Tolkien later acknowledged the Somme’s connection with the Dead Marshes in a letter, and wrote that, “My Sam Gamgee is indeed a reflection of the English soldier, of the privates and batmen I knew in the 1914 war".

It was also here, in snatches of time between fighting, that he first began making notes on his new mythology, which would eventually be published as The Silmarillion

Jewish diaspora—The nomadic dwarves

Dwarf with red bears wears armour and looks sternly into distanceCredit: Courtesy of Amazon. The language that Tolkien's dwarves speak is inspired by Hebrew

As a linguist, Tolkien drew from many existing sources to construct the languages of Middle Earth. For the Dwarvish language, Khuzdul, he turned to Hebrew. “Their words are Semitic obviously,” he confirmed in a 1964 BBC interview.

In The Hobbit, the dwarves are a nomadic people without a fixed home, after being forced from the Lonely Mountain by Smaug the dragon. Their depiction is not unlike the status of the Jewish diaspora throughout European history, particularly the medieval literature that Tolkien drew so much influence from. 

He verified this link in a letter to his daughter, writing that, like the Jewish, dwarves are “at once native and alien in their habitations”.

"Tolkien was a great sympathiser with Jewish people’s plight in Nazi Germany"

Tolkien was a great sympathiser with Jewish people’s plight in Nazi Germany. When a German publisher enquired whether he had Aryan roots, which would allow them to publish his book, he was incandescent. 

“I do not regard the (probable) absence of all Jewish blood as necessarily honourable; and I have many Jewish friends, and should regret giving any colour to the notion that I subscribed to the wholly pernicious and unscientific race-doctrine.” he wrote to his British publishers. 

Mount Stromboli, Sicily—Mount Doom

Rings of Power gives us a rare glimpse of Mount Doom’s terrifying volcanic power when its pyroclastic flow engulfs the Southlands, but it turns out that you can get an even closer look just off the north coast of Sicily. 

Stromboli is an active volcano that erupts every 20 to 30 minutes, earning it its nickname, the “lighthouse of the Mediterranean”. 

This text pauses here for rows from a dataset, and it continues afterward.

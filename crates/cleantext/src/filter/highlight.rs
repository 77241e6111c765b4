//! Highlighting of placeholders in censored text.

use regex::RegexBuilder;

use super::words::CensorStyle;

/// ANSI sequence opening a bold red span.
pub const ANSI_OPEN: &str = "\x1b[1;31m";

/// ANSI sequence resetting all attributes.
pub const ANSI_CLOSE: &str = "\x1b[0m";

/// Wrap every occurrence of the style's placeholder in `open` and `close`.
///
/// Occurrences are found case-insensitively, so placeholders that were
/// already present in the original text are marked as well.
#[must_use]
pub fn highlight_placeholders(
    censored_text: &str,
    style: CensorStyle,
    open: &str,
    close: &str,
) -> String {
    let placeholder = style.replacement();
    let regex = match RegexBuilder::new(&regex::escape(placeholder))
        .case_insensitive(true)
        .build()
    {
        Ok(regex) => regex,
        Err(e) => {
            tracing::warn!(placeholder, error = %e, "Cannot highlight placeholder");
            return censored_text.to_string();
        }
    };

    regex
        .replace_all(censored_text, |caps: &regex::Captures<'_>| {
            format!("{open}{}{close}", &caps[0])
        })
        .into_owned()
}
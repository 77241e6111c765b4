//! `cleantext` - Lexical profanity filter for plain text
//!
//! This library provides a whole-word, case-insensitive filter over a fixed
//! word list, plus the configuration, logging and text I/O used by the
//! `cleantext` command-line tool.

#![warn(missing_docs)]
#![warn(missing_debug_implementations)]
#![deny(unsafe_code)]

pub mod cli;
pub mod config;
pub mod error;
pub mod filter;
pub mod io;
pub mod logging;

pub use config::Config;
pub use error::{Error, Result};
pub use filter::{filter, CensorStyle, FilterResult, ProfanityFilter};
pub use io::{OutputSink, TextSource};
pub use logging::init_logging;
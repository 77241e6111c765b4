//! Diagnostics for the `cleantext` binary.
//!
//! Filtered text goes to stdout and may be piped into a file, so every log
//! line is sent to stderr instead.

use tracing::Level;
use tracing_subscriber::{fmt, prelude::*, EnvFilter};

/// How chatty the binary is, set by `-q` and `-v`.
#[derive(Debug, Clone, Copy, PartialEq, Eq, Default)]
pub enum Verbosity {
    /// `-q`: errors only.
    Quiet,
    /// No flag: written files and empty-input warnings.
    #[default]
    Normal,
    /// `-v`: match counts per filter run.
    Verbose,
    /// `-vv`: every individual match.
    Trace,
}

impl Verbosity {
    /// The most detailed level shown at this verbosity.
    #[must_use]
    pub fn to_level_filter(&self) -> Level {
        match self {
            Self::Quiet => Level::ERROR,
            Self::Normal => Level::INFO,
            Self::Verbose => Level::DEBUG,
            Self::Trace => Level::TRACE,
        }
    }
}

/// Install the stderr subscriber for the `cleantext` target.
///
/// A `RUST_LOG` directive replaces the level picked from `verbosity`, which
/// also makes it possible to see logs from dependencies. Later calls are
/// no-ops.
///
/// ```no_run
/// use cleantext::{init_logging, logging::Verbosity};
///
/// init_logging(Verbosity::Verbose);
/// ```
pub fn init_logging(verbosity: Verbosity) {
    let directive = format!("cleantext={}", verbosity.to_level_filter());
    let env_filter =
        EnvFilter::try_from_default_env().unwrap_or_else(|_| EnvFilter::new(&directive));

    let subscriber = tracing_subscriber::registry().with(env_filter).with(
        fmt::layer()
            .with_writer(std::io::stderr)
            .with_target(true)
            .with_thread_ids(false)
            .with_file(false)
            .with_line_number(false),
    );

    // A subscriber may already be set, e.g. by a test harness.
    let _ = subscriber.try_init();
}

/// Route warnings to the test output capture.
#[cfg(test)]
pub fn init_test_logging() {
    let _ = tracing_subscriber::fmt()
        .with_env_filter("warn")
        .with_test_writer()
        .try_init();
}
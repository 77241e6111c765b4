//! Error types for cleantext.
//!
//! Filtering itself never fails; these errors come from the layers around
//! it: configuration, reading input and writing output.

use std::path::PathBuf;
use thiserror::Error;

/// The main error type for cleantext operations.
#[derive(Error, Debug)]
pub enum Error {
    // === Configuration Errors ===
    /// Failed to load configuration.
    #[error("failed to load configuration: {0}")]
    ConfigLoad(Box<figment::Error>),

    /// A configuration file that was asked for does not exist.
    #[error("configuration file not found: {path}")]
    ConfigNotFound {
        /// Path that was looked up.
        path: PathBuf,
    },

    /// Configuration validation failed.
    #[error("invalid configuration: {message}")]
    ConfigValidation {
        /// Description of the validation failure.
        message: String,
    },

    // === Input Errors ===
    /// The input file is not a plain-text file.
    #[error("unsupported file type: {path} (only plain-text files are accepted)")]
    UnsupportedFileType {
        /// Path to the rejected file.
        path: PathBuf,
    },

    /// The input is not valid UTF-8.
    #[error("input is not valid UTF-8 text: {path}")]
    InvalidEncoding {
        /// Path to the rejected file, or `<stdin>`.
        path: PathBuf,
    },

    /// Failed to read an input file.
    #[error("failed to read {path}: {source}")]
    FileRead {
        /// Path to the file.
        path: PathBuf,
        /// The underlying error.
        #[source]
        source: std::io::Error,
    },

    // === Output Errors ===
    /// Failed to write an output file.
    #[error("failed to write {path}: {source}")]
    FileWrite {
        /// Path to the file.
        path: PathBuf,
        /// The underlying error.
        #[source]
        source: std::io::Error,
    },

    /// Failed to create a required directory.
    #[error("failed to create directory {path}: {source}")]
    DirectoryCreate {
        /// Path that couldn't be created.
        path: PathBuf,
        /// The underlying error.
        #[source]
        source: std::io::Error,
    },

    // === I/O Errors ===
    /// Standard stream operation failed.
    #[error("I/O error: {0}")]
    Io(#[from] std::io::Error),
}

/// A specialized Result type for cleantext operations.
pub type Result<T> = std::result::Result<T, Error>;

impl From<figment::Error> for Error {
    fn from(err: figment::Error) -> Self {
        Self::ConfigLoad(Box::new(err))
    }
}

impl Error {
    /// Create a configuration validation error.
    #[must_use]
    pub fn config_validation(message: impl Into<String>) -> Self {
        Self::ConfigValidation {
            message: message.into(),
        }
    }

    /// Check if this error was caused by the input rather than the system.
    #[must_use]
    pub fn is_input_error(&self) -> bool {
        matches!(
            self,
            Self::UnsupportedFileType { .. } | Self::InvalidEncoding { .. }
        )
    }
}
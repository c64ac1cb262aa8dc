// Copyright (c) 2026 shaneyale (shaneyale86@gmail.com)
// All rights reserved.

//! # Exception 模块
//!
//! 该模块定义了服务器在一次连接的生命周期中可能出现的异常情况。
//!
//! ## 分类
//! - **传输层**：读取 Socket 失败，连接直接关闭，不产生响应。
//! - **资源限制**：报文超过大小上限，连接直接关闭，不产生响应。
//! - **处理器故障**：处理请求时出现意外错误，由分发器转换为 `500 Internal Server Error`。
//!
//! 畸形请求、方法不被允许等情况不属于异常，它们直接对应普通的 HTTP 响应。

use std::fmt;

/// 服务器处理连接过程中发生的异常类型。
#[derive(Debug, Copy, Clone, PartialEq, Eq)]
pub enum Exception {
    /// 报文（头部或头部加声明的正文）超过了大小上限。
    MessageTooLarge,
    /// 从连接读取数据时发生 I/O 错误。
    ReadFailed,
    /// 目标文件存在，但读取其内容失败。对应 `500 Internal Server Error`。
    FileReadFailed,
}

use Exception::*;

impl fmt::Display for Exception {
    fn fmt(&self, f: &mut fmt::Formatter<'_>) -> fmt::Result {
        match self {
            MessageTooLarge => write!(f, "Message exceeds the size limit"),
            ReadFailed => write!(f, "Couldn't read from the connection"),
            FileReadFailed => write!(f, "Couldn't read the requested file"),
        }
    }
}

impl std::error::Error for Exception {}
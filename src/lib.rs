pub mod config;
pub mod dispatch;
pub mod exception;
pub mod framer;
pub mod param;
pub mod request;
pub mod response;
pub mod server;
pub mod util;

pub use config::Config;
pub use dispatch::{Dispatcher, FileSource, LocalFiles};
pub use exception::Exception;
pub use param::HttpRequestMethod;
pub use request::Request;
pub use response::Response;
pub use util::HtmlBuilder;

Stromboli may not have directly influenced Mordor’s foreboding landmark—Tolkien sailed past the volcano on a cruise in 1966, a full decade after The Fellowship of the Ring was first published—but some believe that he had an aha moment when he saw it. 

In the words of Tolkien Society of America co-founder, Dick Plotz, "he'd never seen anything that looked so much like Emyn Anar."